# getting rid of vista....



## ginnie5 (Jul 15, 2003)

we have a toshiba laptop that came with vista on it....we hate it. I have a copy of xp that used to run on my desktop that now runs linux so I'd like to put it on the laptop. I tried installing a dual boot and there are drivers missing. Anyone have any tips on the best place to get the drivers? As far as I can tell the sound, a video, usb, and the ethernet drivers are missing. If dh wasn't so insistent on not learning a new os I'd just put linux on it.
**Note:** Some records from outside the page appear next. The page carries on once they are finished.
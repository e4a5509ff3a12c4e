//! Strategy module for screening and sizing gap trades
//!
//! # Architecture
//!
//! ```text
//! ┌─────────────────────────────────────────────────────────────┐
//! │                    PURE (no I/O)                            │
//! ├─────────────────────────────────────────────────────────────┤
//! │  Filterer                                                   │
//! │    - Drops candidates whose |gap| is below the threshold    │
//! │       │                                                     │
//! │       ▼                                                     │
//! │  SizeCalculator                                             │
//! │    - Implied prior close from open and gap                  │
//! │    - Stop/target at a fraction of the expected fill         │
//! │    - Shares sized so a stop-out loses max_loss_per_trade    │
//! └─────────────────────────────────────────────────────────────┘
//! ```
//!
//! # Components
//!
//! - [`Filterer`] / [`GapFilter`]: minimum-gap screen
//! - [`SizeCalculator`] / [`GapFillCalculator`]: position sizing
//! - [`RiskParameters`]: validated, immutable account risk settings
//! - [`PositionPlan`]: sized plan with prices rounded to cents
//!
//! # Example
//!
//! ```
//! use gap_screener::strategy::{GapFillCalculator, RiskParameters, SizeCalculator};
//! use rust_decimal_macros::dec;
//!
//! let params = RiskParameters::new(dec!(10000), dec!(0.02), dec!(0.8)).unwrap();
//! let calculator = GapFillCalculator::new(params);
//!
//! let plan = calculator.calculate(dec!(-0.20), dec!(50)).unwrap();
//! assert_eq!(plan.shares, 20);
//! assert_eq!(plan.take_profit_price, dec!(60.00));
//! ```

mod filter;
mod size_calculator;
mod types;

pub use types::{CalculationError, PositionPlan, RiskParameters, Side};

pub use filter::{Filterer, GapFilter};

pub use size_calculator::{calculate_position, GapFillCalculator, SizeCalculator};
But he's the one that uses it so......


----------



## primal1 (Aug 22, 2003)

haha give it back to him and tell him to search for his own drivers... meanwhile reminding him linux comes with drivers installed  

I know that would be cruel but sometimes it takes a firm aproach to get through HAHA.

I am running Ubuntu Gutsy on my acre aspire 5910 and just about everything works even the built in webcam!

Wish him luck!

Whenever I have to search for drivers i just google for them or get them from Toshiba or whoever.


----------



## Gary in ohio (May 11, 2002)

boot cdrom ., load XP and then get the drivers you need


----------



## comfortablynumb (Nov 18, 2003)

if toshibas are like a dell I just did that to, youll have to chase down the drivers from the manufacturer.

that means you need to know who made what component and its model #.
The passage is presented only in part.